** Assignment **
Word for word, restate the lines from the start of the data down to the line with "let mut tick", both included.

** Material for the task **
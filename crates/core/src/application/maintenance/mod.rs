// Session Sweeper
// Periodic eviction of idle sessions from the in-memory store

use crate::application::shutdown::ShutdownToken;
use crate::error::Result;
use crate::port::{SessionMaintenance, SessionMaintenanceConfig, SessionStats};
use std::sync::Arc;
use std::time::Duration;
use tokio::time::interval;
use tracing::{error, info};

/// Background task evicting idle sessions
pub struct SessionSweeper {
    maintenance: Arc<dyn SessionMaintenance>,
    config: SessionMaintenanceConfig,
    interval: Duration,
}

impl SessionSweeper {
    /// # Arguments
    /// * `maintenance` - Store maintenance implementation
    /// * `config` - Idle TTL
    /// * `interval` - How often to sweep
    pub fn new(
        maintenance: Arc<dyn SessionMaintenance>,
        config: SessionMaintenanceConfig,
        interval: Duration,
    ) -> Self {
        Self {
            maintenance,
            config,
            interval,
        }
    }

    /// Sweep loop, returns when `shutdown` fires.
    ///
    /// Should be spawned in tokio::spawn
    pub async fn run(self, mut shutdown: ShutdownToken) {
        info!(
            interval_secs = self.interval.as_secs(),
            idle_ttl_minutes = self.config.idle_ttl_minutes,
            "Session sweeper started"
        );

        let mut tick = interval(self.interval);
        // The first tick completes immediately; nothing is idle yet.
        tick.tick().await;

        loop {
            tokio::select! {
                _ = tick.tick() => {
                    if let Err(e) = self.maintenance.run_full_maintenance(&self.config).await {
                        error!(error = ?e, "Session sweep failed");
                    }
                }
                _ = shutdown.wait() => {
                    info!("Session sweeper stopped");
                    return;
                }
            }
        }
    }

    /// Sweep immediately (manual trigger)
    pub async fn run_now(&self) -> Result<SessionStats> {
        self.maintenance.run_full_maintenance(&self.config).await
    }
}
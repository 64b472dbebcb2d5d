//! MQSC Generator - HTTP Server Entry Point

mod settings;

use anyhow::{Context, Result};
use std::sync::Arc;
use std::time::Duration;
use tracing::info;
use tracing_subscriber::{fmt, layer::SubscriberExt, util::SubscriberInitExt, EnvFilter};

// Import workspace crates
use mqscgen_core::application::{shutdown_channel, SessionSweeper};
use mqscgen_core::port::id_provider::UuidProvider;
use mqscgen_core::port::time_provider::SystemTimeProvider;
use mqscgen_infra_memory::InMemorySessionStore;
use mqscgen_web::WebServer;

use crate::settings::DaemonConfig;

const VERSION: &str = env!("CARGO_PKG_VERSION");
const DEFAULT_LOG_FILTER: &str = "mqscgen=info,tower_http=debug";

fn init_logging(format: &str) -> Result<()> {
    let env_filter = EnvFilter::try_from_default_env()
        .or_else(|_| EnvFilter::try_new(DEFAULT_LOG_FILTER))
        .context("Failed to create env filter")?;

    match format {
        "json" => {
            // Production: JSON structured logging
            tracing_subscriber::registry()
                .with(env_filter)
                .with(fmt::layer().json())
                .init();
        }
        _ => {
            // Development: Pretty formatting with colors
            tracing_subscriber::registry()
                .with(env_filter)
                .with(fmt::layer().pretty())
                .init();
        }
    }

    Ok(())
}

#[tokio::main]
async fn main() -> Result<()> {
    // 1. Load configuration
    let config = DaemonConfig::load().context("Invalid configuration")?;

    // 2. Initialize logging
    init_logging(&config.log_format)?;

    info!("MQSC Generator v{} starting...", VERSION);
    info!(
        host = %config.host,
        port = config.port,
        session_ttl_minutes = config.session_ttl_minutes,
        "Configuration loaded"
    );

    // 3. Setup dependencies (DI wiring)
    let time_provider = Arc::new(SystemTimeProvider);
    let id_provider = Arc::new(UuidProvider);
    let sessions = Arc::new(InMemorySessionStore::new(time_provider));

    let (shutdown_tx, shutdown_rx) = shutdown_channel();

    // 4. Start HTTP server
    let server = WebServer::new(config.web(), sessions.clone(), id_provider);
    let server_handle = server
        .start(shutdown_rx.clone())
        .await
        .context("HTTP server start failed")?;

    // 5. Start session sweeper
    let sweeper = SessionSweeper::new(sessions, config.maintenance(), config.sweep_interval());
    let sweeper_handle = tokio::spawn(sweeper.run(shutdown_rx));

    info!(address = %server_handle.local_addr, "System ready");
    info!("Press Ctrl+C to shutdown");

    // 6. Wait for shutdown signal
    tokio::signal::ctrl_c().await?;

    info!("Shutdown signal received. Exiting gracefully...");

    // 7. Graceful shutdown
    shutdown_tx.shutdown();
    match tokio::time::timeout(Duration::from_secs(5), server_handle.task).await {
        Ok(Ok(Ok(()))) => {}
        Ok(Ok(Err(e))) => tracing::error!(error = ?e, "HTTP server failed"),
        Ok(Err(e)) => tracing::error!(error = ?e, "HTTP server task panicked"),
        Err(_) => tracing::warn!("HTTP server did not stop within 5s"),
    }
    let _ = tokio::time::timeout(Duration::from_secs(1), sweeper_handle).await;

    info!("Shutdown complete.");

    Ok(())
}
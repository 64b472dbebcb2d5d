// Port Layer - Interfaces for external dependencies

pub mod id_provider; // For deterministic testing
pub mod maintenance;
pub mod session_store;
pub mod time_provider;

// Re-exports
pub use id_provider::IdProvider;
pub use maintenance::{SessionMaintenance, SessionMaintenanceConfig, SessionStats};
pub use session_store::SessionStore;
pub use time_provider::TimeProvider;
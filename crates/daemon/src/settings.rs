//! Daemon settings
//!
//! Layered with the `config` crate: built-in defaults, then an optional
//! TOML file named by `MQSCGEN_CONFIG`, then `MQSCGEN_*` environment
//! variables.

use config::{Config, ConfigError, Environment, File};
use mqscgen_core::port::SessionMaintenanceConfig;
use mqscgen_web::server::{
    WebServerConfig, DEFAULT_HOST, DEFAULT_PORT, DEFAULT_RATE_LIMIT_BURST, DEFAULT_RATE_LIMIT_RATE,
};
use serde::Deserialize;
use std::time::Duration;

pub const ENV_PREFIX: &str = "MQSCGEN";
pub const CONFIG_PATH_VAR: &str = "MQSCGEN_CONFIG";

#[derive(Debug, Clone, Deserialize)]
pub struct DaemonConfig {
    pub host: String,
    pub port: u16,
    pub session_ttl_minutes: i64,
    pub sweep_interval_secs: u64,
    pub rate_limit_burst: u32,
    pub rate_limit_rate: u32,
    /// `pretty` or `json`
    pub log_format: String,
}

impl DaemonConfig {
    /// Load from the process environment
    pub fn load() -> Result<Self, ConfigError> {
        let file = std::env::var(CONFIG_PATH_VAR).ok();
        Self::load_from(file.as_deref(), Environment::with_prefix(ENV_PREFIX))
    }

    pub fn load_from(file: Option<&str>, env: Environment) -> Result<Self, ConfigError> {
        let mut builder = Config::builder()
            .set_default("host", DEFAULT_HOST)?
            .set_default("port", i64::from(DEFAULT_PORT))?
            .set_default("session_ttl_minutes", 120_i64)?
            .set_default("sweep_interval_secs", 300_i64)?
            .set_default("rate_limit_burst", i64::from(DEFAULT_RATE_LIMIT_BURST))?
            .set_default("rate_limit_rate", i64::from(DEFAULT_RATE_LIMIT_RATE))?
            .set_default("log_format", "pretty")?;

        if let Some(path) = file {
            builder = builder.add_source(File::with_name(path));
        }

        let config: DaemonConfig = builder.add_source(env).build()?.try_deserialize()?;
        config.validate()?;
        Ok(config)
    }

    fn validate(&self) -> Result<(), ConfigError> {
        if self.session_ttl_minutes <= 0 {
            return Err(ConfigError::Message(
                "session_ttl_minutes must be positive".to_string(),
            ));
        }
        if self.sweep_interval_secs == 0 {
            return Err(ConfigError::Message(
                "sweep_interval_secs must be positive".to_string(),
            ));
        }
        Ok(())
    }

    pub fn web(&self) -> WebServerConfig {
        WebServerConfig {
            host: self.host.clone(),
            port: self.port,
            rate_limit_burst: self.rate_limit_burst,
            rate_limit_per_sec: self.rate_limit_rate,
        }
    }

    pub fn maintenance(&self) -> SessionMaintenanceConfig {
        SessionMaintenanceConfig {
            idle_ttl_minutes: self.session_ttl_minutes,
        }
    }

    pub fn sweep_interval(&self) -> Duration {
        Duration::from_secs(self.sweep_interval_secs)
    }
}

#[cfg(test)]
mod tests {
    use super::*;
    use std::collections::HashMap;

    fn env(vars: &[(&str, &str)]) -> Environment {
        let source: HashMap<String, String> = vars
            .iter()
            .map(|(k, v)| (k.to_string(), v.to_string()))
            .collect();
        Environment::with_prefix(ENV_PREFIX).source(Some(source))
    }

    #[test]
    fn test_defaults() {
        let config = DaemonConfig::load_from(None, env(&[])).unwrap();
        assert_eq!(config.host, "127.0.0.1");
        assert_eq!(config.port, 5000);
        assert_eq!(config.session_ttl_minutes, 120);
        assert_eq!(config.sweep_interval(), Duration::from_secs(300));
        assert_eq!(config.log_format, "pretty");
    }

    #[test]
    fn test_env_overrides() {
        let config = DaemonConfig::load_from(
            None,
            env(&[
                ("MQSCGEN_PORT", "8080"),
                ("MQSCGEN_SESSION_TTL_MINUTES", "15"),
                ("MQSCGEN_RATE_LIMIT_BURST", "5"),
            ]),
        )
        .unwrap();

        assert_eq!(config.web().port, 8080);
        assert_eq!(config.web().rate_limit_burst, 5);
        assert_eq!(config.maintenance().idle_ttl_ms(), 15 * 60_000);
    }

    #[test]
    fn test_rejects_zero_ttl() {
        let err = DaemonConfig::load_from(None, env(&[("MQSCGEN_SESSION_TTL_MINUTES", "0")]))
            .unwrap_err();
        assert!(err.to_string().contains("session_ttl_minutes"));
    }
}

** Solution to the exercise **
filename crates/core/src/application/maintenance/mod.rs
// Session Sweeper
// Periodic eviction of idle sessions from the in-memory store

use crate::application::shutdown::ShutdownToken;
use crate::error::Result;
use crate::port::{SessionMaintenance, SessionMaintenanceConfig, SessionStats};
use std::sync::Arc;
use std::time::Duration;
use tokio::time::interval;
use tracing::{error, info};

/// Background task evicting idle sessions
pub struct SessionSweeper {
    maintenance: Arc<dyn SessionMaintenance>,
    config: SessionMaintenanceConfig,
    interval: Duration,
}

impl SessionSweeper {
    /// # Arguments
    /// * `maintenance` - Store maintenance implementation
    /// * `config` - Idle TTL
    /// * `interval` - How often to sweep
    pub fn new(
        maintenance: Arc<dyn SessionMaintenance>,
        config: SessionMaintenanceConfig,
        interval: Duration,
    ) -> Self {
        Self {
            maintenance,
            config,
            interval,
        }
    }

    /// Sweep loop, returns when `shutdown` fires.
    ///
    /// Should be spawned in tokio::spawn
    pub async fn run(self, mut shutdown: ShutdownToken) {
        info!(
            interval_secs = self.interval.as_secs(),
            idle_ttl_minutes = self.config.idle_ttl_minutes,
            "Session sweeper started"
        );

        let mut tick = interval(self.interval);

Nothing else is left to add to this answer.